Govt wants to impose 'dictatorship': Sibal slams bills to replace criminal laws
Referring to the BNS Bill, Sibal said it is "dangerous" and if passed then only the government's writ will run on all institutions
Calling the Bharatiya Nyaya Sanhita (BNS) Bill as "unconstitutional", former law minister Kapil Sibal on Sunday alleged that the government talks about ending colonial-era laws but its thinking is that it wants to impose "dictatorship" through such legislations.
The Rajya Sabha MP called on the government to take back the three bills it has brought to replace the Indian Penal Code, 1860, Criminal Procedure Act, 1898, and Indian Evidence Act, 1872, alleging that if such laws become a reality, they would "imperil the future" of the country.
"They (NDA government) talk about ending colonial era laws, but their thinking is that they want to impose dictatorship in the country through laws. They want to make such laws under which action can be taken against Supreme Court and high court judges, magistrates, public servants, CAG (Comptroller and Auditor General), and other government officials," Sibal said at a press conference here.
"I want to request judges to be vigilant. If such laws are passed then the future of the country would be imperiled," the senior advocate said.
Referring to the BNS Bill, Sibal said it is "dangerous" and if passed then only the government's writ will run on all institutions.
"I request you (government) to take back these (bills). We will tour the country and tell the people what kind of democracy you want, one that throttles the people through laws and gags them," he said.
The former Congress leader said the bill is "completely contrary to the independence of the judiciary". "This is completely unconstitutional, it strikes at the root of the independence of the judiciary. Their thinking is clear that they don't want democracy in this country," he said, slamming the government.
Sibal, who was a Union minister during UPA I and II, quit the Congress in May last year and was elected to the Rajya Sabha as an Independent member with the Samajwadi Party's support.
He has floated a non-electoral platform 'Insaaf' aimed at fighting injustice.
At the presser, Sibal cited sections in the BNS Bill such as 254, 255 and 257 to allege that they are meant to "intimidate" government officials, magistrates and judges to toe the government line.
"Which official will pass an order against the government? Which magistrate and judge will dare to go against the government," he said citing the provisions of the proposed laws.
"Even the British never used to do such a thing. Even kings did not do such a thing. What colonial mindset they are talking about... In their (government) hands, laws have become weapons," Sibal claimed.
"I want to ask Prime Minister Narendra Modi and Home Minister Amit Shah with what intention these laws have been introduced for consideration in the Lok Sabha. Do you want to scare public servants and tell the people that colonial era laws are being removed. But you are bringing laws more draconian than those of the colonial period," he said.

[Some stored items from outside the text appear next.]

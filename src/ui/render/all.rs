use super::{dialogs, footer, log, modal, sidebar, PanelContext, Frame};
use super::{catalogue, cms, finance, jobs, overview, people, settings, support, system};
use crate::state::{Focus, Panel, State};
use ratatui::layout::{Constraint, Direction, Layout, Rect};

const SIDEBAR_WIDTH: u16 = 30;
const LOG_HEIGHT: u16 = 7;

/// Render the whole screen: sidebar, active panel, log pane and footer,
/// followed by any open overlay.
///
pub fn all(frame: &mut Frame, state: &mut State) {
    let size = frame.size();
    let rows = Layout::default()
        .direction(Direction::Vertical)
        .constraints([
            Constraint::Min(10),
            Constraint::Length(if state.is_debug_mode() { LOG_HEIGHT * 2 } else { LOG_HEIGHT }),
            Constraint::Length(1),
        ])
        .split(size);
    let body = Layout::default()
        .direction(Direction::Horizontal)
        .constraints([Constraint::Length(SIDEBAR_WIDTH), Constraint::Min(0)])
        .split(rows[0]);

    sidebar::sidebar(frame, body[0], state);
    panel(frame, body[1], state);
    log::log(frame, rows[1], state);
    footer::footer(frame, rows[2], state);

    dialogs::dialogs(frame, size, state);
    if state.has_theme_selector() {
        modal::theme_selector(frame, size, state);
    }
    if let Some(notice) = state.get_notice() {
        modal::notice(frame, size, state.get_theme(), notice);
    }
}

fn panel(frame: &mut Frame, size: Rect, state: &State) {
    let theme = state.get_theme().clone();
    let ctx = PanelContext {
        theme: &theme,
        focused: *state.current_focus() == Focus::Panel,
        searching: state.is_search_mode(),
    };
    match state.panel() {
        Panel::Overview(p) => overview::overview(frame, size, &ctx, p),
        Panel::Users(p) => people::users(frame, size, &ctx, p),
        Panel::Earnings(p) => people::earnings(frame, size, &ctx, p),
        Panel::Jobs(p) => jobs::jobs(frame, size, &ctx, p),
        Panel::Transactions(p) => finance::transactions(frame, size, &ctx, p),
        Panel::Escrow(p) => finance::escrow(frame, size, &ctx, p),
        Panel::Commissions(p) => finance::commissions(frame, size, &ctx, p),
        Panel::Tax(p) => finance::tax(frame, size, &ctx, p),
        Panel::Categories(p) => catalogue::categories(frame, size, &ctx, p),
        Panel::Support(p) => support::support(frame, size, &ctx, p),
        Panel::Cms(p) => cms::cms(frame, size, &ctx, p),
        Panel::System(p) => system::system(frame, size, &ctx, p),
        Panel::Settings(p) => settings::settings(frame, size, &ctx, p),
    }
}
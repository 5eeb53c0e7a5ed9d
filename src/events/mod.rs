//! Event handling module.
//!
//! Terminal events: key input polled on a background thread and dispatched
//! to state through the configured hotkeys.

pub mod terminal;
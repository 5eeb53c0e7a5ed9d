use super::{selection_part, summary, Cursor, ListControls};
use crate::marketplace::models::{Ticket, TicketPriority, TicketStatus};
use crate::marketplace::settings::Notice;
use crate::marketplace::{sample, Choice, Query, Selection, ValidationError};
use tui_textarea::TextArea;

/// Statuses offered by the ticket dialog's status selector.
///
pub const DIALOG_STATUSES: [TicketStatus; 3] = [
    TicketStatus::InProgress,
    TicketStatus::Resolved,
    TicketStatus::Closed,
];

#[derive(Debug, Clone, Copy, PartialEq, Eq)]
pub struct TicketStats {
    pub total: usize,
    pub open: usize,
    pub in_progress: usize,
    pub urgent: usize,
}

/// Reply dialog for one ticket.
///
pub struct TicketDialog {
    pub ticket_id: String,
    pub reply: TextArea<'static>,
    pub status: TicketStatus,
    pub error: Option<ValidationError>,
}

impl TicketDialog {
    fn new(ticket: &Ticket) -> Self {
        let status = if DIALOG_STATUSES.contains(&ticket.status) {
            ticket.status
        } else {
            DIALOG_STATUSES[0]
        };
        TicketDialog {
            ticket_id: ticket.id.clone(),
            reply: TextArea::default(),
            status,
            error: None,
        }
    }

    pub fn cycle_status(&mut self) {
        let position = DIALOG_STATUSES
            .iter()
            .position(|s| *s == self.status)
            .unwrap_or(0);
        self.status = DIALOG_STATUSES[(position + 1) % DIALOG_STATUSES.len()];
    }

    pub fn reply_text(&self) -> String {
        self.reply.lines().join("\n")
    }
}

/// Support ticket queue.
///
pub struct SupportPanel {
    pub tickets: Vec<Ticket>,
    pub search: String,
    pub status: Selection<TicketStatus>,
    pub priority: Selection<TicketPriority>,
    pub dialog: Option<TicketDialog>,
    cursor: Cursor,
}

impl Default for SupportPanel {
    fn default() -> Self {
        SupportPanel {
            tickets: sample::tickets(),
            search: String::new(),
            status: Selection::All,
            priority: Selection::All,
            dialog: None,
            cursor: Cursor::default(),
        }
    }
}

impl SupportPanel {
    pub fn visible(&self) -> Vec<&Ticket> {
        Query::new(&self.search)
            .select(self.status, |t: &Ticket| t.status)
            .select(self.priority, |t: &Ticket| t.priority)
            .apply(&self.tickets)
    }

    pub fn selected(&self) -> Option<&Ticket> {
        self.visible().get(self.cursor.index()).copied()
    }

    pub fn selected_index(&self) -> usize {
        self.cursor.index()
    }

    pub fn stats(&self) -> TicketStats {
        let count = |f: &dyn Fn(&Ticket) -> bool| self.tickets.iter().filter(|t| f(t)).count();
        TicketStats {
            total: self.tickets.len(),
            open: count(&|t| t.status == TicketStatus::Open),
            in_progress: count(&|t| t.status == TicketStatus::InProgress),
            urgent: count(&|t| t.priority == TicketPriority::Urgent),
        }
    }

    /// The ticket the open dialog refers to.
    ///
    pub fn dialog_ticket(&self) -> Option<&Ticket> {
        let id = &self.dialog.as_ref()?.ticket_id;
        self.tickets.iter().find(|t| &t.id == id)
    }

    pub fn open_dialog(&mut self) -> bool {
        self.dialog = self.selected().map(TicketDialog::new);
        self.dialog.is_some()
    }

    pub fn close_dialog(&mut self) {
        self.dialog = None;
    }

    pub fn set_status(&mut self, id: &str, status: TicketStatus) -> bool {
        match self.tickets.iter_mut().find(|t| t.id == id) {
            Some(ticket) => {
                ticket.status = status;
                log::info!("Ticket {} set to {}", id, status.as_str());
                true
            }
            None => {
                log::warn!("No ticket with id {}", id);
                false
            }
        }
    }

    /// Apply the dialog's status and record the reply. The reply must not be
    /// blank.
    ///
    pub fn send_reply(&mut self) -> Option<Notice> {
        let dialog = self.dialog.take()?;
        if dialog.reply_text().trim().is_empty() {
            self.dialog = Some(TicketDialog {
                error: Some(ValidationError::Empty { field: "Reply" }),
                ..dialog
            });
            return None;
        }
        self.set_status(&dialog.ticket_id, dialog.status);
        self.clamp_selection();
        Some(Notice::new(
            "Reply Sent",
            &format!("Ticket #{} updated.", dialog.ticket_id),
        ))
    }
}

impl ListControls for SupportPanel {
    fn row_count(&self) -> usize {
        self.visible().len()
    }

    fn cursor(&mut self) -> &mut Cursor {
        &mut self.cursor
    }

    fn search(&mut self) -> Option<&mut String> {
        Some(&mut self.search)
    }

    fn cycle_primary(&mut self) {
        self.status = self.status.cycle();
        self.clamp_selection();
    }

    fn cycle_secondary(&mut self) {
        self.priority = self.priority.cycle();
        self.clamp_selection();
    }

    fn reset_filters(&mut self) {
        self.search.clear();
        self.status = Selection::All;
        self.priority = Selection::All;
        self.cursor.reset();
    }

    fn filter_summary(&self) -> String {
        summary(
            Some(&self.search),
            vec![
                selection_part("status", &self.status),
                selection_part("priority", &self.priority),
            ],
        )
    }
}

#[cfg(test)]
mod tests {
    use super::*;

    #[test]
    fn stats_count_the_whole_queue() {
        let mut panel = SupportPanel::default();
        panel.priority = Selection::Only(TicketPriority::Low);
        assert_eq!(panel.visible().len(), 0);
        assert_eq!(
            panel.stats(),
            TicketStats {
                total: 4,
                open: 2,
                in_progress: 1,
                urgent: 1
            }
        );
    }

    #[test]
    fn search_matches_requester() {
        let mut panel = SupportPanel::default();
        panel.search = "emily".to_string();
        assert_eq!(panel.visible()[0].subject, "Inappropriate Job Posting");
    }

    #[test]
    fn dialog_starts_from_an_allowed_status() {
        let mut panel = SupportPanel::default();
        assert!(panel.open_dialog());
        let dialog = panel.dialog.as_mut().unwrap();
        assert_eq!(dialog.ticket_id, "1");
        assert_eq!(dialog.status, TicketStatus::InProgress);
        dialog.cycle_status();
        dialog.cycle_status();
        dialog.cycle_status();
        assert_eq!(dialog.status, TicketStatus::InProgress);
    }

    #[test]
    fn blank_reply_is_rejected() {
        let mut panel = SupportPanel::default();
        panel.open_dialog();
        assert!(panel.send_reply().is_none());
        assert!(panel.dialog.as_ref().and_then(|d| d.error.as_ref()).is_some());
        assert_eq!(panel.tickets[0].status, TicketStatus::Open);
    }

    #[test]
    fn reply_updates_only_the_ticket_in_the_dialog() {
        let mut panel = SupportPanel::default();
        panel.open_dialog();
        if let Some(dialog) = panel.dialog.as_mut() {
            dialog.reply.insert_str("We are looking into it.");
            dialog.cycle_status();
        }
        let notice = panel.send_reply().unwrap();
        assert_eq!(notice.title, "Reply Sent");
        assert!(panel.dialog.is_none());
        assert_eq!(panel.tickets[0].status, TicketStatus::Resolved);
        assert_eq!(panel.tickets[1].status, TicketStatus::InProgress);
        assert_eq!(panel.tickets[3].status, TicketStatus::Open);
    }

    #[test]
    fn unknown_ticket_is_ignored() {
        let mut panel = SupportPanel::default();
        assert!(!panel.set_status("99", TicketStatus::Closed));
    }
}
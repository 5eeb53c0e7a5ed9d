//! Display helpers shared by the render functions.

pub mod format;
//! Per-section view state.
//!
//! Every business area has its own typed panel struct holding a private copy
//! of its sample collection plus the local UI state (search text, selected
//! filters, sort key, tab, open dialog). Panels are built fresh whenever their
//! section is activated and never share state with each other.

pub mod categories;
pub mod cms;
pub mod commissions;
pub mod earnings;
pub mod escrow;
pub mod jobs;
pub mod overview;
pub mod settings;
pub mod support;
pub mod system;
pub mod tax;
pub mod transactions;
pub mod users;

use crate::marketplace::{Choice, Selection, TextFilter};

/// Row cursor over a derived list.
///
#[derive(Debug, Default, Clone, Copy, PartialEq, Eq)]
pub struct Cursor {
    index: usize,
}

impl Cursor {
    pub fn index(&self) -> usize {
        self.index
    }

    /// Move down one row, wrapping to the top.
    ///
    pub fn next(&mut self, len: usize) {
        self.index = if len == 0 || self.index + 1 >= len {
            0
        } else {
            self.index + 1
        };
    }

    /// Move up one row, wrapping to the bottom.
    ///
    pub fn previous(&mut self, len: usize) {
        self.index = if len == 0 {
            0
        } else if self.index == 0 {
            len - 1
        } else {
            self.index - 1
        };
    }

    /// Keep the cursor inside a list that may have shrunk.
    ///
    pub fn clamp(&mut self, len: usize) {
        if self.index >= len {
            self.index = len.saturating_sub(1);
        }
    }

    pub fn reset(&mut self) {
        self.index = 0;
    }
}

/// Shared keyboard surface of list panels.
///
/// Only `row_count`, `cursor`, `reset_filters` and `filter_summary` are
/// required; the rest default to no-ops for panels without that control.
pub trait ListControls {
    /// Number of rows currently visible.
    fn row_count(&self) -> usize;

    fn cursor(&mut self) -> &mut Cursor;

    /// Search buffer, if the panel has a search box.
    fn search(&mut self) -> Option<&mut String> {
        None
    }

    fn cycle_primary(&mut self) {}

    fn cycle_secondary(&mut self) {}

    /// Cycle the sort key or chart period.
    fn cycle_order(&mut self) {}

    fn next_tab(&mut self) {}

    fn previous_tab(&mut self) {}

    /// Flip the boolean flag of the selected record. Returns a log line
    /// describing the change.
    fn toggle_selected(&mut self) -> Option<String> {
        None
    }

    /// Restore every filter to its default.
    fn reset_filters(&mut self);

    /// One-line description of the active filters.
    fn filter_summary(&self) -> String;

    fn select_next(&mut self) {
        let len = self.row_count();
        self.cursor().next(len);
    }

    fn select_previous(&mut self) {
        let len = self.row_count();
        self.cursor().previous(len);
    }

    fn clamp_selection(&mut self) {
        let len = self.row_count();
        self.cursor().clamp(len);
    }

    fn has_search(&mut self) -> bool {
        self.search().is_some()
    }

    fn push_search(&mut self, c: char) {
        if let Some(search) = self.search() {
            search.push(c);
        }
        self.clamp_selection();
    }

    fn pop_search(&mut self) {
        if let Some(search) = self.search() {
            search.pop();
        }
        self.clamp_selection();
    }
}

/// Render a `name: value` fragment for filter summaries.
///
pub(crate) fn selection_part<E: Choice>(name: &str, selection: &Selection<E>) -> String {
    format!("{}: {}", name, selection.as_str())
}

pub(crate) fn text_part(name: &str, filter: &TextFilter) -> String {
    format!("{}: {}", name, filter.value().unwrap_or("all"))
}

pub(crate) fn summary(search: Option<&str>, parts: Vec<String>) -> String {
    let mut parts = parts;
    if let Some(search) = search.filter(|s| !s.is_empty()) {
        parts.insert(0, format!("search: '{}'", search));
    }
    parts.join(" | ")
}

#[cfg(test)]
mod tests {
    use super::*;

    #[test]
    fn cursor_wraps_both_ways() {
        let mut cursor = Cursor::default();
        cursor.previous(3);
        assert_eq!(cursor.index(), 2);
        cursor.next(3);
        assert_eq!(cursor.index(), 0);
        cursor.next(3);
        assert_eq!(cursor.index(), 1);
    }

    #[test]
    fn cursor_handles_empty_lists() {
        let mut cursor = Cursor::default();
        cursor.next(0);
        assert_eq!(cursor.index(), 0);
        cursor.previous(0);
        assert_eq!(cursor.index(), 0);
    }

    #[test]
    fn cursor_clamps_when_list_shrinks() {
        let mut cursor = Cursor::default();
        cursor.next(5);
        cursor.next(5);
        cursor.next(5);
        cursor.clamp(2);
        assert_eq!(cursor.index(), 1);
        cursor.clamp(0);
        assert_eq!(cursor.index(), 0);
    }

    #[test]
    fn summary_leads_with_search() {
        let text = summary(Some("chen"), vec!["status: open".to_string()]);
        assert_eq!(text, "search: 'chen' | status: open");
        assert_eq!(summary(Some(""), vec!["a: all".to_string()]), "a: all");
    }
}
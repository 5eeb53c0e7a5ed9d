use super::{summary, Cursor, ListControls};
use crate::marketplace::models::{Category, Skill};
use crate::marketplace::{sample, Query, ValidationError};
use tui_textarea::TextArea;

#[derive(Debug, Clone, Copy, PartialEq, Eq)]
pub enum CatalogueTab {
    Categories,
    Skills,
}

impl CatalogueTab {
    pub fn title(&self) -> &'static str {
        match self {
            CatalogueTab::Categories => "Categories",
            CatalogueTab::Skills => "Skills",
        }
    }

    fn other(&self) -> Self {
        match self {
            CatalogueTab::Categories => CatalogueTab::Skills,
            CatalogueTab::Skills => CatalogueTab::Categories,
        }
    }
}

/// Which input of the new-category dialog has focus.
///
#[derive(Debug, Clone, Copy, PartialEq, Eq)]
pub enum DialogField {
    Name,
    Description,
}

/// New-category dialog.
///
pub struct CategoryDialog {
    pub name: String,
    pub description: TextArea<'static>,
    pub focus: DialogField,
    pub error: Option<ValidationError>,
}

impl Default for CategoryDialog {
    fn default() -> Self {
        CategoryDialog {
            name: String::new(),
            description: TextArea::default(),
            focus: DialogField::Name,
            error: None,
        }
    }
}

impl CategoryDialog {
    pub fn description_text(&self) -> String {
        self.description.lines().join("\n")
    }

    pub fn switch_focus(&mut self) {
        self.focus = match self.focus {
            DialogField::Name => DialogField::Description,
            DialogField::Description => DialogField::Name,
        };
    }
}

#[derive(Debug, Clone, Copy, PartialEq, Eq)]
pub struct CatalogueStats {
    pub categories: usize,
    pub total_jobs: u32,
    pub skills: usize,
    pub verified_skills: usize,
}

/// Category and skill management.
///
pub struct CategoriesPanel {
    pub categories: Vec<Category>,
    pub skills: Vec<Skill>,
    pub tab: CatalogueTab,
    pub search: String,
    pub dialog: Option<CategoryDialog>,
    cursor: Cursor,
}

impl Default for CategoriesPanel {
    fn default() -> Self {
        CategoriesPanel {
            categories: sample::categories(),
            skills: sample::skills(),
            tab: CatalogueTab::Categories,
            search: String::new(),
            dialog: None,
            cursor: Cursor::default(),
        }
    }
}

impl CategoriesPanel {
    pub fn visible_categories(&self) -> Vec<&Category> {
        Query::new(&self.search).apply(&self.categories)
    }

    pub fn visible_skills(&self) -> Vec<&Skill> {
        Query::new(&self.search).apply(&self.skills)
    }

    pub fn selected_index(&self) -> usize {
        self.cursor.index()
    }

    pub fn stats(&self) -> CatalogueStats {
        CatalogueStats {
            categories: self.categories.len(),
            total_jobs: self.categories.iter().map(|c| c.job_count).sum(),
            skills: self.skills.len(),
            verified_skills: self.skills.iter().filter(|s| s.is_verified).count(),
        }
    }

    pub fn open_dialog(&mut self) {
        self.dialog = Some(CategoryDialog::default());
    }

    pub fn close_dialog(&mut self) {
        self.dialog = None;
    }

    /// Add a category with no subcategories. The name must not be blank.
    ///
    pub fn add_category(&mut self, name: &str, description: &str) -> Result<(), ValidationError> {
        let name = name.trim();
        if name.is_empty() {
            return Err(ValidationError::Empty {
                field: "Category Name",
            });
        }
        let next_id = self.categories.len() + 1;
        self.categories.push(Category {
            id: next_id.to_string(),
            name: name.to_string(),
            description: description.trim().to_string(),
            subcategories: vec![],
            job_count: 0,
            is_active: true,
        });
        log::info!("Added category '{}'", name);
        Ok(())
    }

    /// Submit the open dialog. On failure the dialog stays open with the
    /// error attached.
    ///
    pub fn submit_dialog(&mut self) -> bool {
        let Some(dialog) = self.dialog.take() else {
            return false;
        };
        match self.add_category(&dialog.name, &dialog.description_text()) {
            Ok(()) => true,
            Err(e) => {
                self.dialog = Some(CategoryDialog {
                    error: Some(e),
                    ..dialog
                });
                false
            }
        }
    }
}

impl ListControls for CategoriesPanel {
    fn row_count(&self) -> usize {
        match self.tab {
            CatalogueTab::Categories => self.visible_categories().len(),
            CatalogueTab::Skills => self.visible_skills().len(),
        }
    }

    fn cursor(&mut self) -> &mut Cursor {
        &mut self.cursor
    }

    fn search(&mut self) -> Option<&mut String> {
        Some(&mut self.search)
    }

    fn next_tab(&mut self) {
        self.tab = self.tab.other();
        self.cursor.reset();
    }

    fn previous_tab(&mut self) {
        self.next_tab();
    }

    fn toggle_selected(&mut self) -> Option<String> {
        let index = self.cursor.index();
        match self.tab {
            CatalogueTab::Categories => {
                let id = self.visible_categories().get(index)?.id.clone();
                let category = self.categories.iter_mut().find(|c| c.id == id)?;
                category.is_active = !category.is_active;
                Some(format!(
                    "Category '{}' is now {}",
                    category.name,
                    if category.is_active { "active" } else { "inactive" }
                ))
            }
            CatalogueTab::Skills => {
                let id = self.visible_skills().get(index)?.id.clone();
                let skill = self.skills.iter_mut().find(|s| s.id == id)?;
                skill.is_verified = !skill.is_verified;
                Some(format!(
                    "Skill '{}' is now {}",
                    skill.name,
                    if skill.is_verified { "verified" } else { "unverified" }
                ))
            }
        }
    }

    fn reset_filters(&mut self) {
        self.search.clear();
        self.cursor.reset();
    }

    fn filter_summary(&self) -> String {
        summary(Some(&self.search), vec![format!("tab: {}", self.tab.title())])
    }
}

#[cfg(test)]
mod tests {
    use super::*;

    #[test]
    fn search_applies_to_the_current_tab() {
        let mut panel = CategoriesPanel::default();
        panel.search = "design".to_string();
        assert_eq!(panel.row_count(), 1);
        panel.next_tab();
        assert_eq!(panel.tab, CatalogueTab::Skills);
        assert_eq!(panel.row_count(), 0);
        panel.search = "py".to_string();
        assert_eq!(panel.visible_skills()[0].name, "Python");
    }

    #[test]
    fn toggle_affects_only_the_selected_category() {
        let mut panel = CategoriesPanel::default();
        panel.select_next();
        let before = panel.categories.clone();
        let message = panel.toggle_selected();
        assert_eq!(
            message.as_deref(),
            Some("Category 'Mobile Development' is now inactive")
        );
        for (old, new) in before.iter().zip(panel.categories.iter()) {
            if old.id == "2" {
                assert_eq!(new.is_active, !old.is_active);
            } else {
                assert_eq!(old, new);
            }
        }
    }

    #[test]
    fn dialog_rejects_blank_names() {
        let mut panel = CategoriesPanel::default();
        panel.open_dialog();
        assert!(!panel.submit_dialog());
        assert!(matches!(
            panel.dialog.as_ref().and_then(|d| d.error.clone()),
            Some(ValidationError::Empty { .. })
        ));
        assert_eq!(panel.categories.len(), 3);
    }

    #[test]
    fn dialog_adds_a_category() {
        let mut panel = CategoriesPanel::default();
        panel.open_dialog();
        if let Some(dialog) = panel.dialog.as_mut() {
            dialog.name = "Writing".to_string();
            dialog.description.insert_str("Articles and copy");
        }
        assert!(panel.submit_dialog());
        assert!(panel.dialog.is_none());
        let added = panel.categories.last().unwrap();
        assert_eq!(added.name, "Writing");
        assert_eq!(added.description, "Articles and copy");
        assert_eq!(panel.stats().categories, 4);
    }
}
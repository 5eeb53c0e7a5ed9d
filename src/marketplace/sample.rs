//! Static sample collections backing every panel.
//!
//! Collections are rebuilt on each call so a panel always starts from a
//! pristine copy. Headline figures of the escrow, commission and tax reports
//! are fixed constants and are not derived from the rows below.

use super::models::*;
use chrono::{DateTime, NaiveDate, TimeZone, Utc};

fn date(y: i32, m: u32, d: u32) -> NaiveDate {
    NaiveDate::from_ymd_opt(y, m, d).unwrap_or_default()
}

fn at(y: i32, m: u32, d: u32, h: u32, min: u32) -> DateTime<Utc> {
    Utc.with_ymd_and_hms(y, m, d, h, min, 0)
        .single()
        .unwrap_or_default()
}

fn strings(items: &[&str]) -> Vec<String> {
    items.iter().map(|s| s.to_string()).collect()
}

/// Headline figures of the escrow report.
///
#[derive(Clone, Debug, PartialEq)]
pub struct EscrowHeadline {
    pub total_held: f64,
    pub total_released: f64,
    pub average_hold_days: f64,
    pub pending_release: u32,
}

pub const ESCROW_HEADLINE: EscrowHeadline = EscrowHeadline {
    total_held: 251_000.0,
    total_released: 185_000.0,
    average_hold_days: 7.2,
    pending_release: 18,
};

/// Headline figures of the commission report.
///
#[derive(Clone, Debug, PartialEq)]
pub struct CommissionHeadline {
    pub total_commission: f64,
    pub average_rate: f64,
    pub monthly_growth: f64,
    pub projected_annual: f64,
}

pub const COMMISSION_HEADLINE: CommissionHeadline = CommissionHeadline {
    total_commission: 28_485.0,
    average_rate: 4.8,
    monthly_growth: 15.3,
    projected_annual: 65_840.0,
};

/// Headline figures of the tax report.
///
#[derive(Clone, Debug, PartialEq)]
pub struct TaxHeadline {
    pub total_tax: f64,
    pub pending_tax: f64,
    pub average_rate: f64,
    pub countries: u32,
}

pub const TAX_HEADLINE: TaxHeadline = TaxHeadline {
    total_tax: 18_650.0,
    pending_tax: 2_340.0,
    average_rate: 12.5,
    countries: 8,
};

/// Commission rate in percent per pricing tier.
///
pub fn tier_rate(tier: CommissionTier) -> f64 {
    match tier {
        CommissionTier::Standard => 5.0,
        CommissionTier::Premium => 3.5,
        CommissionTier::Enterprise => 2.5,
    }
}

Sibal alleged that the government has "finished institutions" and whatever was left would be "destroyed" by the proposed laws.
"Why do you then call yourself the mother of democracy? You must say that I am the father of dictatorship," he said.
"What kind of democracy do you talk about? Does any democracy in the world have such laws which you want to bring? Who made these laws – a vice chancellor who was the convenor of a five member committee. We did not know who made what suggestion," Sibal said.
"You will not remain in power forever, then these laws could be used against you. Is this right?" Sibal said.
He also called on opposition parties to have a close look at the proposed laws and put forward their views.
These laws could destroy the whole constitutional structure, Sibal claimed.
Union Home Minister Amit Shah on Friday introduced in the Lok Sabha the BNS Bill, Bharatiya Nagarik Suraksha Sanhita (BNSS) Bill, and Bharatiya Sakshya (BS) Bill that will replace the Indian Penal Code, 1860, Criminal Procedure Code, 1898, and Indian Evidence Act, 1872, respectively.
The minister also urged Lok Sabha Speaker Om Birla to refer the three bills for examination by the Parliamentary Standing Committee on Home Affairs.
Among other things, the three bills propose to repeal the sedition law and introduce a new provision with a wider definition of the offence.
Besides defining terrorism for the first time, the changes aimed at transforming the country's criminal justice system include provisions for maximum capital punishment for mob lynching, sexual assault of minors, maximum imprisonment of 20 years for all types of gang rape and community service as one of the punishments for first-time petty offences.